L’attacco di Locurcio
Un intervento velenoso, quello di Locurcio. Con attacchi, anche pesanti, rivolti al primo cittadino Stefano Bellaria e alla giunta sulla delibera che il consiglio comunale approvò all’unanimità nel 2022. Documento che dava priorità a costruire la nuova rsa recuperando una struttura in centro, scelta che è ricaduta poi sull’ex Lanificio. «Il sindaco e i suoi assessori hanno indirizzato la scelta del Girasole (inteso il Cda della Fondazione, ndr) sempre e solo verso una location in centro città, che avrebbe potuto essere anche la migliore. Però questa situazione è stata forzata», le parole di Locurcio. Spostando poi l’accusa sulla mancanza di condivisione dell’iter in corso: «La situazione è sempre più nebulosa e a rischio». E ancora: «Il futuro del Girasole è in pericolo, data la scadenza dell’affitto dei locali all’ospedale Bellini entro il 31 dicembre in arrivo. Viene da chiedersi se insistere caparbiamente sulla volontà di prevedere l’ex Lanificio come unica location, abbia giocato negativamente nel trovare una soluzione utile. Si sa solo che, ad ora, non c’è nessun acquirente: è tutto fermo». Infine ha ritirato «moralmente e politicamente» il parere favorevole espresso per la delibera di due anni fa.
È scontro
Immediata la reazione di Bellaria: «Ci riserveremo con i legali di capire se quanto detto sia oggetto di querela. Sono affermazioni pesanti, sostenere che il sindaco e la giunta hanno indirizzato alcune scelte del Cda: se ne assumerà la responsabilità». Parole a cui Locurcio ha risposto abbandonando l’aula, facendo leva sul fatto che – da regolamento – non è previsto il dibattito durante le comunicazioni (anche i consiglieri Alberto e Martina Barcaro di Noi per Somma hanno lasciato la seduta).

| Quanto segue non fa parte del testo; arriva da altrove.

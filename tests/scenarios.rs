//! Worked examples for classification and typed access, one test per case.

use evdispatch::{
    category_to_string, classify, is_device_event, is_input_event, Category, Event,
    EventRegistry, KeyboardEvent, Keycode, MouseWheelEvent, Scancode, UnknownEvent, UserEvent,
    WindowEvent, WindowEventKind,
};

#[test]
fn escape_key_press() {
    let ev = Event::new(1, KeyboardEvent::new(Scancode::ESCAPE, Keycode::ESCAPE, true));

    assert_eq!(classify(&ev), Category::Keyboard);
    assert!(is_input_event(&ev));
    let key = ev.view::<KeyboardEvent>().expect("keyboard view");
    assert!(key.is_pressed());
    assert_eq!(key.scancode, Scancode::ESCAPE);
}

#[test]
fn mouse_wheel_is_not_a_window_event() {
    let ev = Event::new(
        2,
        MouseWheelEvent {
            x: 0.0,
            y: 1.0,
            ..Default::default()
        },
    );

    assert_eq!(classify(&ev), Category::Mouse);
    assert!(ev.view::<WindowEvent>().is_none());
    assert_eq!(ev.view::<MouseWheelEvent>().map(|w| w.y), Some(1.0));
}

#[test]
fn registered_custom_event() {
    let registry = EventRegistry::new();
    let custom = registry.register_events(4).expect("user range available") + 2;
    let ev = Event::new(3, UserEvent::new(custom).expect("custom id is in the user range"));

    assert_eq!(classify(custom), Category::User);
    assert_eq!(classify(&ev), Category::User);
    assert_eq!(category_to_string(classify(&ev)), "user");
}

#[test]
fn unrecognized_future_value() {
    let raw = 0xFFFF_FFF0u32;

    assert_eq!(classify(raw), Category::Unknown);
    assert!(!is_input_event(raw));
    assert!(!is_device_event(raw));

    let ev = Event::new(4, UnknownEvent::new(raw).expect("not a known type"));
    assert_eq!(ev.category(), Category::Unknown);
    assert!(ev.event_type().is_none());
}

#[test]
fn window_resized_to_800_by_600() {
    let ev = Event::new(5, WindowEvent::new(WindowEventKind::Resized, 1, 800, 600));

    let window = ev.view::<WindowEvent>().expect("window view");
    assert_eq!(window.width(), 800);
    assert_eq!(window.height(), 600);
    assert!(ev.view::<KeyboardEvent>().is_none());
}
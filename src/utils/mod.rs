pub mod command;
pub mod file;
pub mod manifest;
pub mod system;
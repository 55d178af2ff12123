/// Functions and structs for building pipeline command lines

use std::path::Path;
use tokio::process::Command;
use crate::config::defs::{EnvMode, GenomeInfo, RunConfig, BACKGROUND_MARKER, KUNDAJE_LAB_FLAG, MODULE_FLAG, SYSTEM_FLAG};
use crate::utils::manifest::SampleRecord;


/// Fully resolved external command for one sample.
#[derive(Debug, Clone, PartialEq)]
pub struct Invocation {
    pub program: String,
    pub args: Vec<String>,
}

impl Invocation {
    /// Command ready to spawn from `work_dir`. On unix the child leads its own
    /// process group so everything it starts can be signalled together.
    pub fn to_command(&self, work_dir: &Path) -> Command {
        let mut cmd = Command::new(&self.program);
        cmd.args(&self.args).current_dir(work_dir);
        #[cfg(unix)]
        cmd.process_group(0);
        cmd
    }

    /// Shell rendering. Each token is quoted only where needed, so the
    /// shell sees the same argv that `to_command` passes.
    pub fn render(&self) -> String {
        std::iter::once(&self.program)
            .chain(self.args.iter())
            .map(|token| shell_quote(token))
            .collect::<Vec<_>>()
            .join(" ")
    }

    /// One script-mode line, backgrounded and newline terminated.
    pub fn script_line(&self) -> String {
        format!("{} {}\n", self.render(), BACKGROUND_MARKER)
    }
}


/// Builds the pipeline invocation for one sample.
///
/// # Arguments
///
/// * `config` - RunConfig for the batch.
/// * `record` - Manifest row.
/// * `genome` - Resolved genome metadata for `record.genome`.
///
/// # Returns
/// Invocation with args in pipeline order.
pub fn build_invocation(config: &RunConfig, record: &SampleRecord, genome: &GenomeInfo) -> Invocation {
    let mut args_vec: Vec<String> = Vec::new();

    if let Some(system) = &config.system {
        args_vec.push(SYSTEM_FLAG.to_string());
        args_vec.push(system.clone());
    }
    args_vec.push(config.bds_script.clone());
    args_vec.push(record.index.clone());
    args_vec.push(record.read1.clone());
    args_vec.push(record.read2.clone());
    args_vec.push(config.threads.to_string());
    args_vec.push(genome.size_code.clone());
    args_vec.push(genome.chrom_sizes.clone());
    args_vec.push(record.tssfile.clone());
    args_vec.push(record.output_dir_name());

    match &config.env_mode {
        EnvMode::KundajeLab => {
            args_vec.push(KUNDAJE_LAB_FLAG.to_string());
            args_vec.push("true".to_string());
        }
        EnvMode::Modules(mod_def) => {
            args_vec.push(MODULE_FLAG.to_string());
            args_vec.push(mod_def.clone());
        }
    }

    Invocation {
        program: config.bds.clone(),
        args: args_vec,
    }
}


fn shell_quote(token: &str) -> String {
    let safe = !token.is_empty()
        && token
            .chars()
            .all(|c| c.is_ascii_alphanumeric() || "-_./:=+,@%".contains(c));
    if safe {
        token.to_string()
    } else {
        format!("'{}'", token.replace('\'', r"'\''"))
    }
}
use std::collections::HashMap;
use std::fs;
use std::path::{Path, PathBuf};
use lazy_static::lazy_static;
use thiserror::Error;
use crate::cli::Arguments;

// External software
pub const BDS_TAG: &str = "bds";
pub const ATAC_BDS: &str = "atac.bds";

// Pipeline flags
pub const SYSTEM_FLAG: &str = "-s";
pub const MODULE_FLAG: &str = "-mod";
pub const KUNDAJE_LAB_FLAG: &str = "-kundaje_lab";

// Marks a script line as a background job.
pub const BACKGROUND_MARKER: &str = "&";

pub const MOD_DEF: &str = "bowtie/2.2.4; samtools/1.2; bedtools/2.21.0; picard-tools/1.129; \
                           ucsc_tools/3.0.9; MACS2/2.1.0; java/latest; preseq/1.0.2; texlive/2013";

pub const MANIFEST_FIELDS: usize = 7;


lazy_static! {
    pub static ref GENOME2GENOME_SIZE: HashMap<&'static str, &'static str> = {
        let mut m = HashMap::new();
        m.insert("hg19", "hs");
        m.insert("mm9", "mm");

        m
    };

    pub static ref GENOME2CHROM_SIZE: HashMap<&'static str, &'static str> = {
        let mut m = HashMap::new();
        m.insert("hg19", "/mnt/data/annotations/by_release/hg19.GRCh37/hg19.chrom.sizes");
        m.insert("mm9", "/srv/scratch/leepc12/mm9/mm9.chrom.sizes");

        m
    };
}


#[derive(Debug, Error)]
pub enum PipelineError {
    #[error("Invalid configuration: {0}")]
    InvalidConfig(String),

    #[error("I/O error on {}: {source}", .path.display())]
    Io {
        path: PathBuf,
        #[source]
        source: std::io::Error,
    },

    #[error("{} exists and is not a directory", .0.display())]
    NotADirectory(PathBuf),

    #[error("Manifest line {line}: expected {} tab-separated fields, found {found}", MANIFEST_FIELDS)]
    MalformedManifestRow { line: usize, found: usize },

    #[error("Manifest line {line}: unknown genome '{genome}'")]
    UnknownGenome { line: usize, genome: String },

    #[error("Failed to spawn {program} for sample {sample}: {source}")]
    Spawn {
        program: String,
        sample: String,
        #[source]
        source: std::io::Error,
    },
}

impl PipelineError {
    pub fn io(path: impl Into<PathBuf>, source: std::io::Error) -> Self {
        PipelineError::Io { path: path.into(), source }
    }
}


/// Genome metadata resolved for one sample.
#[derive(Debug, Clone, PartialEq)]
pub struct GenomeInfo {
    pub size_code: String,
    pub chrom_sizes: String,
}

/// Genome name -> (genome-size code, chrom-size path) lookup handed to a batch run.
#[derive(Debug, Clone, Default, PartialEq)]
pub struct GenomeTable {
    genomes: HashMap<String, GenomeInfo>,
}

impl GenomeTable {
    pub fn new() -> Self {
        Self::default()
    }

    /// Genomes compiled into the launcher.
    pub fn builtin() -> Self {
        let mut table = Self::new();
        for (genome, size_code) in GENOME2GENOME_SIZE.iter() {
            if let Some(chrom_sizes) = GENOME2CHROM_SIZE.get(genome) {
                table.insert(genome, size_code, chrom_sizes);
            }
        }
        table
    }

    pub fn insert(&mut self, genome: &str, size_code: &str, chrom_sizes: &str) {
        self.genomes.insert(
            genome.to_string(),
            GenomeInfo {
                size_code: size_code.to_string(),
                chrom_sizes: chrom_sizes.to_string(),
            },
        );
    }

    pub fn get(&self, genome: &str) -> Option<&GenomeInfo> {
        self.genomes.get(genome)
    }

    pub fn len(&self) -> usize {
        self.genomes.len()
    }

    pub fn is_empty(&self) -> bool {
        self.genomes.is_empty()
    }

    /// Loads a table from a TSV of `genome<TAB>size_code<TAB>chrom_sizes`.
    /// Blank lines and lines starting with `#` are skipped.
    pub fn from_tsv(path: &Path) -> Result<Self, PipelineError> {
        let contents = fs::read_to_string(path).map_err(|e| PipelineError::io(path, e))?;
        let mut table = Self::new();

        for (idx, line) in contents.lines().enumerate() {
            let line = line.trim();
            if line.is_empty() || line.starts_with('#') {
                continue;
            }
            let fields: Vec<&str> = line.split('\t').map(str::trim).collect();
            match fields.as_slice() {
                [genome, size_code, chrom_sizes] => table.insert(genome, size_code, chrom_sizes),
                _ => {
                    return Err(PipelineError::InvalidConfig(format!(
                        "{} line {}: expected 3 tab-separated fields, found {}",
                        path.display(),
                        idx + 1,
                        fields.len()
                    )));
                }
            }
        }

        if table.is_empty() {
            return Err(PipelineError::InvalidConfig(format!(
                "Genome table {} defines no genomes",
                path.display()
            )));
        }
        Ok(table)
    }
}


/// Extra arguments appended to every invocation.
#[derive(Debug, Clone, PartialEq)]
pub enum EnvMode {
    /// `-kundaje_lab true`: the pipeline sets up its own environment.
    KundajeLab,
    /// `-mod <definition>`: explicit module definitions.
    Modules(String),
}

#[derive(Debug, Clone, PartialEq)]
pub enum DispatchMode {
    Execute,
    Script(PathBuf),
}


pub struct RunConfig {
    pub out_dir: PathBuf,
    pub sample_file: PathBuf,
    pub bds: String,
    pub bds_script: String,
    pub system: Option<String>,
    pub threads: usize,
    pub env_mode: EnvMode,
    pub dispatch: DispatchMode,
    pub genomes: GenomeTable,
}

impl RunConfig {
    /// Resolves parsed arguments against `cwd` and the launcher's own location.
    pub fn from_args(args: &Arguments, cwd: &Path, launcher_dir: &Path) -> Result<Self, PipelineError> {
        if args.threads == 0 {
            return Err(PipelineError::InvalidConfig("--threads must be at least 1".to_string()));
        }

        let genomes = match &args.genome_table {
            Some(table) => GenomeTable::from_tsv(&resolve_path(table, cwd))?,
            None => GenomeTable::builtin(),
        };

        let bds_script = match &args.bds_script {
            Some(script) => resolve_path(script, cwd),
            None => launcher_dir.join(ATAC_BDS),
        };
        let bds_script = utf8_path(&bds_script, "--bds_script")?;

        // Children run from the output directory, so a relative runner path is pinned to cwd here.
        let bds = if args.bds.contains('/') || args.bds.contains(std::path::MAIN_SEPARATOR) {
            utf8_path(&resolve_path(&args.bds, cwd), "--bds")?
        } else {
            args.bds.clone()
        };

        let env_mode = if args.kundaje_lab {
            EnvMode::KundajeLab
        } else {
            EnvMode::Modules(MOD_DEF.to_string())
        };

        let dispatch = match args.printscript_path() {
            Some(script) => DispatchMode::Script(resolve_path(script, cwd)),
            None => DispatchMode::Execute,
        };

        Ok(RunConfig {
            out_dir: resolve_path(&args.output_directory, cwd),
            sample_file: resolve_path(&args.sample_file, cwd),
            bds,
            bds_script,
            system: args.system.clone(),
            threads: args.threads,
            env_mode,
            dispatch,
            genomes,
        })
    }
}

fn utf8_path(path: &Path, what: &str) -> Result<String, PipelineError> {
    path.to_str()
        .map(str::to_string)
        .ok_or_else(|| PipelineError::InvalidConfig(format!("{} path {:?} is not valid UTF-8", what, path)))
}

fn resolve_path(path: &str, cwd: &Path) -> PathBuf {
    let path = PathBuf::from(path);
    if path.is_absolute() {
        path
    } else {
        cwd.join(path)
    }
}
use std::fs::{self, File};
use std::io::{self, BufWriter};
use std::path::Path;
use log::warn;
use crate::config::defs::PipelineError;


/// Ensures `path` exists as a directory, creating missing parents.
/// An existing directory is left untouched and only produces a warning.
///
/// # Arguments
/// * `path` - Directory to create.
///
/// # Returns
/// true if the directory was created, false if it already existed.
pub fn ensure_dir(path: &Path) -> Result<bool, PipelineError> {
    match fs::metadata(path) {
        Ok(meta) if meta.is_dir() => {
            warn!("Directory {} exists.", path.display());
            Ok(false)
        }
        Ok(_) => Err(PipelineError::NotADirectory(path.to_path_buf())),
        Err(e) if e.kind() == io::ErrorKind::NotFound => {
            match fs::create_dir_all(path) {
                Ok(()) => Ok(true),
                // Lost a race with another creator.
                Err(_) if path.is_dir() => {
                    warn!("Directory {} exists.", path.display());
                    Ok(false)
                }
                Err(e) => Err(PipelineError::io(path, e)),
            }
        }
        Err(e) => Err(PipelineError::io(path, e)),
    }
}


/// Creates (truncating) the file that receives script-mode command lines.
pub fn create_script_file(path: &Path) -> Result<BufWriter<File>, PipelineError> {
    let file = File::create(path).map_err(|e| PipelineError::io(path, e))?;
    Ok(BufWriter::new(file))
}


#[cfg(test)]
mod tests {
    use super::*;

    #[test]
    fn test_ensure_dir_creates_nested() -> anyhow::Result<()> {
        let tmp = tempfile::tempdir()?;
        let nested = tmp.path().join("a").join("b").join("c");
        assert!(ensure_dir(&nested)?);
        assert!(nested.is_dir());
        Ok(())
    }

    #[test]
    fn test_ensure_dir_idempotent() -> anyhow::Result<()> {
        let tmp = tempfile::tempdir()?;
        let dir = tmp.path().join("S1-RepA");
        assert!(ensure_dir(&dir)?);
        fs::write(dir.join("keep.txt"), "data")?;

        assert!(!ensure_dir(&dir)?);
        assert_eq!(fs::read_to_string(dir.join("keep.txt"))?, "data");
        Ok(())
    }

    #[test]
    fn test_ensure_dir_on_file_fails() -> anyhow::Result<()> {
        let tmp = tempfile::tempdir()?;
        let file = tmp.path().join("not_a_dir");
        fs::write(&file, "")?;
        let err = ensure_dir(&file).unwrap_err();
        assert!(matches!(err, PipelineError::NotADirectory(_)));
        Ok(())
    }

    #[test]
    fn test_create_script_file_truncates() -> anyhow::Result<()> {
        use std::io::Write;
        let tmp = tempfile::tempdir()?;
        let path = tmp.path().join("run.sh");
        fs::write(&path, "old contents\n")?;
        let mut writer = create_script_file(&path)?;
        writer.write_all(b"new\n")?;
        writer.flush()?;
        assert_eq!(fs::read_to_string(&path)?, "new\n");
        Ok(())
    }
}
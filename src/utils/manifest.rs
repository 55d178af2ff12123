// src/utils/manifest.rs: Sample manifest reading
use std::fs::File;
use std::io::{BufRead, BufReader, Lines};
use std::path::{Path, PathBuf};
use crate::config::defs::{PipelineError, MANIFEST_FIELDS};


/// One manifest row. Fields are kept verbatim.
#[derive(Debug, Clone, PartialEq)]
pub struct SampleRecord {
    pub line: usize,
    pub sample_id: String,
    pub description: String,
    pub read1: String,
    pub read2: String,
    pub genome: String,
    pub index: String,
    pub tssfile: String,
}

impl SampleRecord {
    /// Parses a single manifest line. Surrounding whitespace is trimmed before splitting on tabs.
    pub fn parse(line_no: usize, line: &str) -> Result<Self, PipelineError> {
        let fields: Vec<&str> = line.trim().split('\t').collect();
        if fields.len() != MANIFEST_FIELDS {
            return Err(PipelineError::MalformedManifestRow { line: line_no, found: fields.len() });
        }

        Ok(SampleRecord {
            line: line_no,
            sample_id: fields[0].to_string(),
            description: fields[1].to_string(),
            read1: fields[2].to_string(),
            read2: fields[3].to_string(),
            genome: fields[4].to_string(),
            index: fields[5].to_string(),
            tssfile: fields[6].to_string(),
        })
    }

    /// Per-sample output directory name, `<sample_id>-<description>`.
    pub fn output_dir_name(&self) -> String {
        format!("{}-{}", self.sample_id, self.description)
    }
}


/// Lazy reader yielding one `SampleRecord` per non-empty manifest line.
pub struct ManifestReader<R: BufRead> {
    path: PathBuf,
    lines: Lines<R>,
    line_no: usize,
}

impl ManifestReader<BufReader<File>> {
    pub fn open(path: &Path) -> Result<Self, PipelineError> {
        let file = File::open(path).map_err(|e| PipelineError::io(path, e))?;
        Ok(Self::new(path, BufReader::new(file)))
    }
}

impl<R: BufRead> ManifestReader<R> {
    pub fn new(path: &Path, reader: R) -> Self {
        ManifestReader {
            path: path.to_path_buf(),
            lines: reader.lines(),
            line_no: 0,
        }
    }
}

impl<R: BufRead> Iterator for ManifestReader<R> {
    type Item = Result<SampleRecord, PipelineError>;

    fn next(&mut self) -> Option<Self::Item> {
        loop {
            let line = self.lines.next()?;
            self.line_no += 1;
            let line = match line {
                Ok(line) => line,
                Err(e) => return Some(Err(PipelineError::io(&self.path, e))),
            };
            if line.trim().is_empty() {
                continue;
            }
            return Some(SampleRecord::parse(self.line_no, &line));
        }
    }
}


#[cfg(test)]
mod tests {
    use super::*;
    use std::io::Cursor;

    fn reader(contents: &str) -> ManifestReader<Cursor<Vec<u8>>> {
        ManifestReader::new(Path::new("samples.tsv"), Cursor::new(contents.as_bytes().to_vec()))
    }

    #[test]
    fn test_parse_row() {
        let record = SampleRecord::parse(1, "S1\tRepA\tr1.fq\tr2.fq\thg19\tidx\ttss.bed\n").unwrap();
        assert_eq!(record.sample_id, "S1");
        assert_eq!(record.description, "RepA");
        assert_eq!(record.read1, "r1.fq");
        assert_eq!(record.read2, "r2.fq");
        assert_eq!(record.genome, "hg19");
        assert_eq!(record.index, "idx");
        assert_eq!(record.tssfile, "tss.bed");
        assert_eq!(record.output_dir_name(), "S1-RepA");
    }

    #[test]
    fn test_wrong_arity() {
        let err = SampleRecord::parse(4, "S1\tRepA\tr1.fq").unwrap_err();
        assert!(matches!(err, PipelineError::MalformedManifestRow { line: 4, found: 3 }));

        let err = SampleRecord::parse(5, "a\tb\tc\td\te\tf\tg\th").unwrap_err();
        assert!(matches!(err, PipelineError::MalformedManifestRow { line: 5, found: 8 }));
    }

    #[test]
    fn test_reader_skips_blank_lines() {
        let records: Vec<_> = reader("S1\tA\tr1\tr2\thg19\ti\tt\n\n  \nS2\tB\tr1\tr2\tmm9\ti\tt\n")
            .collect::<Result<_, _>>()
            .unwrap();
        assert_eq!(records.len(), 2);
        assert_eq!(records[1].sample_id, "S2");
        assert_eq!(records[1].line, 4);
    }

    #[test]
    fn test_reader_is_lazy() {
        let mut rows = reader("S1\tA\tr1\tr2\thg19\ti\tt\nbroken row\nS3\tC\tr1\tr2\thg19\ti\tt\n");
        assert!(rows.next().unwrap().is_ok());
        assert!(matches!(rows.next(), Some(Err(PipelineError::MalformedManifestRow { line: 2, .. }))));
        assert!(rows.next().unwrap().is_ok());
        assert!(rows.next().is_none());
    }

    #[test]
    fn test_open_missing_file() {
        let res = ManifestReader::open(Path::new("/nonexistent/samples.tsv"));
        assert!(matches!(res, Err(PipelineError::Io { .. })));
    }
}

Ma questa volta era diverso, secondo la maggioranza. Si è trattata di una risposta a titolo personale (come ha poi dichiarato anche il vicesindaco Stefano Aliprandini), visto che «è stato utilizzato – ha chiuso il primo cittadino – un modo improprio di intervenire, sperando di non avere neppure una replica perché non ha le palle per discuterne: si vergogni. Rigetto completamente quanto ha detto».
Rissa sfiorata
Nel frattempo, l’assessore Calò ha perso la pazienza. Si è quindi alzato dal suo posto, dopo aver provato a prendere parola, e si è avvicinato a Locurcio. Tutto è avvenuto a microfoni spenti. E solo verso la fine, nel momento in cui il sindaco stava per pronunciare il suo intervento conclusivo, è arrivata la richiesta di intervento: «Portate via quel cretino», ha detto Bellaria. Tanto basta per mettere in evidenza la tensione che, in pochi minuti, si è accumulata nella Sala del Camino. L’assessore è stato portato via da Aliprandini e dal membro del Pd, Fabio Sorte. Rissa sfiorata.